[Dataset content]

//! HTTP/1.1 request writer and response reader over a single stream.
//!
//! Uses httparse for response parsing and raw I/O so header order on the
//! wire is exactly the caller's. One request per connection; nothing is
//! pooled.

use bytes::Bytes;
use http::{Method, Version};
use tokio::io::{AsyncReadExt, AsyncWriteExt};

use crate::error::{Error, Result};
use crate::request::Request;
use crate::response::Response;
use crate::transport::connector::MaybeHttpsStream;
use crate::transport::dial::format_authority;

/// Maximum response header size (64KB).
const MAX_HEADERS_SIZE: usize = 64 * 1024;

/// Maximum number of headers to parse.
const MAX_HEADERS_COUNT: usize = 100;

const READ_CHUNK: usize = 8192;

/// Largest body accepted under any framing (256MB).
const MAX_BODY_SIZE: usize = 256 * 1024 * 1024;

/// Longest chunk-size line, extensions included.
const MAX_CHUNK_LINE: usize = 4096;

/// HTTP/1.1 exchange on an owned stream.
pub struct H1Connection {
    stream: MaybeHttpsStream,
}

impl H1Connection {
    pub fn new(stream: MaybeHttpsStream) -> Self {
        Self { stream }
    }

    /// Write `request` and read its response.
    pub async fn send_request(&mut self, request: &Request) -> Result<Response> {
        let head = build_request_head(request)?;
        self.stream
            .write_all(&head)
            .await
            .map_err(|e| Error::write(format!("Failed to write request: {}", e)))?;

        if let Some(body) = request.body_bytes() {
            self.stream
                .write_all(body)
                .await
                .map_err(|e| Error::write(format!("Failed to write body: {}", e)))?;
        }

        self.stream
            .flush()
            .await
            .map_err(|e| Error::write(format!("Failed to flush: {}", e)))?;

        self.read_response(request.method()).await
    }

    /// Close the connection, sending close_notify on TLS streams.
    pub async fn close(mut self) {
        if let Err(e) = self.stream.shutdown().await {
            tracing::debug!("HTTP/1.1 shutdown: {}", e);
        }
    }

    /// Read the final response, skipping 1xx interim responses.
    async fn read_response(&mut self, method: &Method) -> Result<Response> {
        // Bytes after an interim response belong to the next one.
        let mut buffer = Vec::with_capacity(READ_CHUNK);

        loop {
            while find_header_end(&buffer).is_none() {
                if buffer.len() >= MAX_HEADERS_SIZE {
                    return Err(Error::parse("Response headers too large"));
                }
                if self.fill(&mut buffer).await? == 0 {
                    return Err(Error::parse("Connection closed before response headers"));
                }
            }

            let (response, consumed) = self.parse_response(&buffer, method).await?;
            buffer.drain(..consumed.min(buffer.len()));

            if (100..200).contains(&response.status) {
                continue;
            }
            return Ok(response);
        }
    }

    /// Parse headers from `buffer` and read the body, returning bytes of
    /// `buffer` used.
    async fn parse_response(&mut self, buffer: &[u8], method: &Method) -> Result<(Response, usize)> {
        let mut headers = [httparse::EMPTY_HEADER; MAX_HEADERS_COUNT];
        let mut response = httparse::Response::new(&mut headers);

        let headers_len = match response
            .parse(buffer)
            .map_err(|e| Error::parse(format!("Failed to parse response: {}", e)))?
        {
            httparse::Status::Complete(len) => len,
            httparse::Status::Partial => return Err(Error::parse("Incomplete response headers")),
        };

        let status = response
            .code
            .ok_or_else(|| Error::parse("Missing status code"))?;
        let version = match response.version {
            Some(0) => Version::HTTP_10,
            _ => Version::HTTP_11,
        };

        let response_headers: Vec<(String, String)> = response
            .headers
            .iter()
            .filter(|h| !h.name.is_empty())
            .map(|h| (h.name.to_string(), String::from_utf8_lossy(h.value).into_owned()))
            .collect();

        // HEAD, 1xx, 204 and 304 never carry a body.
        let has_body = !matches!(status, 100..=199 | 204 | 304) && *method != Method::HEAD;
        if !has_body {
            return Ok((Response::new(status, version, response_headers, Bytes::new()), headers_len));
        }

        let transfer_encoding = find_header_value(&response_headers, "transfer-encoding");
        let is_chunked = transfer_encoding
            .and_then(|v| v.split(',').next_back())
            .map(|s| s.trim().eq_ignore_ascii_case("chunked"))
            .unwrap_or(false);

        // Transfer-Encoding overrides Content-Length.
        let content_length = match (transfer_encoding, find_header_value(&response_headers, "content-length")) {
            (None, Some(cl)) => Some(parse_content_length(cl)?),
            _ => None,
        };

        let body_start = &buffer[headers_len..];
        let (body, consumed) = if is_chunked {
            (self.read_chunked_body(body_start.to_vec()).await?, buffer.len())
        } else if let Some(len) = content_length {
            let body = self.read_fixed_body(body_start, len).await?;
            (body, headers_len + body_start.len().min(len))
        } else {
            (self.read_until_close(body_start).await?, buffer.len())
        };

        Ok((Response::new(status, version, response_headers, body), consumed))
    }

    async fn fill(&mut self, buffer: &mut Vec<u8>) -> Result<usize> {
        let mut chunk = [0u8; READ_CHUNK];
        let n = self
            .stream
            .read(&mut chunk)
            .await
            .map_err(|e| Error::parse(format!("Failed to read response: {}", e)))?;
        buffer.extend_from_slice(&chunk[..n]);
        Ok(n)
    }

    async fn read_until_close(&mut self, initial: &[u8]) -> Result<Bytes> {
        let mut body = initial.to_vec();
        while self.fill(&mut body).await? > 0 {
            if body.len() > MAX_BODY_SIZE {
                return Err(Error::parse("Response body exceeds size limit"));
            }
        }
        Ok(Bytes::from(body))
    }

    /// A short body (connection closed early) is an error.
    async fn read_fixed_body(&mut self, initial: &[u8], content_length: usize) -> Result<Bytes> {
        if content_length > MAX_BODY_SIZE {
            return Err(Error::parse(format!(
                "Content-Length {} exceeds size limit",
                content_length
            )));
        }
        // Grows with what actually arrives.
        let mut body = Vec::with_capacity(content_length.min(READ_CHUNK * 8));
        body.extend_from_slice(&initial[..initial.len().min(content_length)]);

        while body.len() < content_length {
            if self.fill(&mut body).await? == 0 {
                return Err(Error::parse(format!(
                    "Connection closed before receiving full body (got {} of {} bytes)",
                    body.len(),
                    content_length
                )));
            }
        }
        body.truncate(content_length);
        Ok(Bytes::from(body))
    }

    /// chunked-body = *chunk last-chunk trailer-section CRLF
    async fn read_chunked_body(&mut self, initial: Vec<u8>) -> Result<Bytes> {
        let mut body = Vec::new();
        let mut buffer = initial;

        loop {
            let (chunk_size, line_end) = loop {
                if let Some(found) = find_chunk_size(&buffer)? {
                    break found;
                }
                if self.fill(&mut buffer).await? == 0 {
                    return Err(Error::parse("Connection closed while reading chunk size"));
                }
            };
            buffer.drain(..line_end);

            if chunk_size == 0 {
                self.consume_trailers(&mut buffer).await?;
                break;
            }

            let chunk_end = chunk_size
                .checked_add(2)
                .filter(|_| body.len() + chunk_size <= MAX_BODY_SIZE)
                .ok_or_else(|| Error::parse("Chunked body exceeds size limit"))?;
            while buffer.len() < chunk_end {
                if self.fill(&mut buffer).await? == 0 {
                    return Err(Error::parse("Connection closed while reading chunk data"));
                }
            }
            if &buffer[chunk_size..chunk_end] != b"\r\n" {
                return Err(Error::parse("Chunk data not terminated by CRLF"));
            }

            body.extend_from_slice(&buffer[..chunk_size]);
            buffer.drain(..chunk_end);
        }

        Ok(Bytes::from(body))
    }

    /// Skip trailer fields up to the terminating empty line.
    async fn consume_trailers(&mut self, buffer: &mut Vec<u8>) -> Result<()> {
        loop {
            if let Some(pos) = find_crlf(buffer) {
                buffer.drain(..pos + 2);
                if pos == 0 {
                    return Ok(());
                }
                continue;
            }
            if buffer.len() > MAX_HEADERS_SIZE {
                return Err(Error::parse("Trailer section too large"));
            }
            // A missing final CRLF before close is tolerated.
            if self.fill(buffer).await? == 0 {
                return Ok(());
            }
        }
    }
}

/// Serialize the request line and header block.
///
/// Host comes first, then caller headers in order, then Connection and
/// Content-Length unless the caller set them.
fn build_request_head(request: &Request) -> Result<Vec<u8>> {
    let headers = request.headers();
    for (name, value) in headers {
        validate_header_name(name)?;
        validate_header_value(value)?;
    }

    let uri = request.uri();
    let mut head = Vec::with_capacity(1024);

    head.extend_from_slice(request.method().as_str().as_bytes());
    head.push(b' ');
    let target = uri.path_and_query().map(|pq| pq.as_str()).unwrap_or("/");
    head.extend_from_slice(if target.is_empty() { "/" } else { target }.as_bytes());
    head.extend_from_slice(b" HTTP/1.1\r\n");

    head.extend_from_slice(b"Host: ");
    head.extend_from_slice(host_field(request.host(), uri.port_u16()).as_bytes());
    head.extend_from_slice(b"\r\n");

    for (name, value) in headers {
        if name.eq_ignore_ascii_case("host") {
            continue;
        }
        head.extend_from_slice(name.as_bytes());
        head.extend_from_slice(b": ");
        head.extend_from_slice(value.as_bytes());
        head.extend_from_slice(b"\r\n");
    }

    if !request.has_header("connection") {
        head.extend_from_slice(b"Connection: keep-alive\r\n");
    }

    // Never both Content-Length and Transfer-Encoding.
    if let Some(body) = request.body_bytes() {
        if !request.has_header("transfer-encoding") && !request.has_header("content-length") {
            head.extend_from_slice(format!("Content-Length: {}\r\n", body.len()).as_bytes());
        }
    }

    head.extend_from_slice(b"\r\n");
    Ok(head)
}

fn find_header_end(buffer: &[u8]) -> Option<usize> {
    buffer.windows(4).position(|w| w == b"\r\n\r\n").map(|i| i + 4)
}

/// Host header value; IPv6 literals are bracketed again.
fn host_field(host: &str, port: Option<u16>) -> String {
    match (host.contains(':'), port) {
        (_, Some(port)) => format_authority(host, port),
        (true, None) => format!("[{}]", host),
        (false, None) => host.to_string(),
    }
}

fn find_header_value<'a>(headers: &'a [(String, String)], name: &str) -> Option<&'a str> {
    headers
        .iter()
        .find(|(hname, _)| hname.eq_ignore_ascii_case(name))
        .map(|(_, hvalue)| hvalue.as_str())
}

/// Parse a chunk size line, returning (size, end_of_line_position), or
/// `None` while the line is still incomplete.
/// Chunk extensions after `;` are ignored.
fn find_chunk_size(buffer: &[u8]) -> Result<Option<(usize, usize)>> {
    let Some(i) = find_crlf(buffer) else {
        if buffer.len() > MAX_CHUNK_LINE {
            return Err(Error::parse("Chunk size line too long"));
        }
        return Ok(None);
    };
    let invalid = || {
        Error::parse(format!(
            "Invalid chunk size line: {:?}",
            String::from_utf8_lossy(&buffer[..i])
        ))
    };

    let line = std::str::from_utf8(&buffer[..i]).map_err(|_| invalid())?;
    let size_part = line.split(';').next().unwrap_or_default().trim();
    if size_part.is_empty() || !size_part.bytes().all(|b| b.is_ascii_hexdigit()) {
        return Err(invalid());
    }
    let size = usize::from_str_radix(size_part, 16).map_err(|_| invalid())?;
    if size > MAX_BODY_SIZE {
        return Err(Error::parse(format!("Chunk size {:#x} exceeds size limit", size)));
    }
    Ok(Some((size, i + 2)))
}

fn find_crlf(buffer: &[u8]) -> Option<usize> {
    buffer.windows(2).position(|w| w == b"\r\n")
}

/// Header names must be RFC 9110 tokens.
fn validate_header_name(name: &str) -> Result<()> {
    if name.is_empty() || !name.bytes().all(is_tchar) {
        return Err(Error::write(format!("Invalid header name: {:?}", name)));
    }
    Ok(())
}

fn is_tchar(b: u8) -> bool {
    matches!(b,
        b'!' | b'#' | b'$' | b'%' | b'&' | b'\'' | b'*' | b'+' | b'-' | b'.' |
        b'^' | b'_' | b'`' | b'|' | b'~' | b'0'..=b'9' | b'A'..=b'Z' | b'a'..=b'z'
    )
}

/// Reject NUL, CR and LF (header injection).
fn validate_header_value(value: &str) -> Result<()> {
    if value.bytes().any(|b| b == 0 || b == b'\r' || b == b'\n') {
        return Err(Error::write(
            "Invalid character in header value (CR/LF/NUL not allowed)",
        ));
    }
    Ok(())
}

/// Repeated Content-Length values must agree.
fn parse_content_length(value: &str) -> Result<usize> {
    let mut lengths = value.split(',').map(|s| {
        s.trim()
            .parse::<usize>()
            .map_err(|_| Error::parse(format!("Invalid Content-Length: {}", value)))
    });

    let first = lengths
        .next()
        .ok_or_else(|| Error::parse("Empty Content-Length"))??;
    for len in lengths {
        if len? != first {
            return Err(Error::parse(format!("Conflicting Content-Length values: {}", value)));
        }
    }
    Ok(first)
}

[/Dataset content]

• Description of the task: Wherever a line contains the string "filter", copy that line from the data.

• Task answer:
            .filter(|h| !h.name.is_empty())
                .filter(|_| body.len() + chunk_size <= MAX_BODY_SIZE)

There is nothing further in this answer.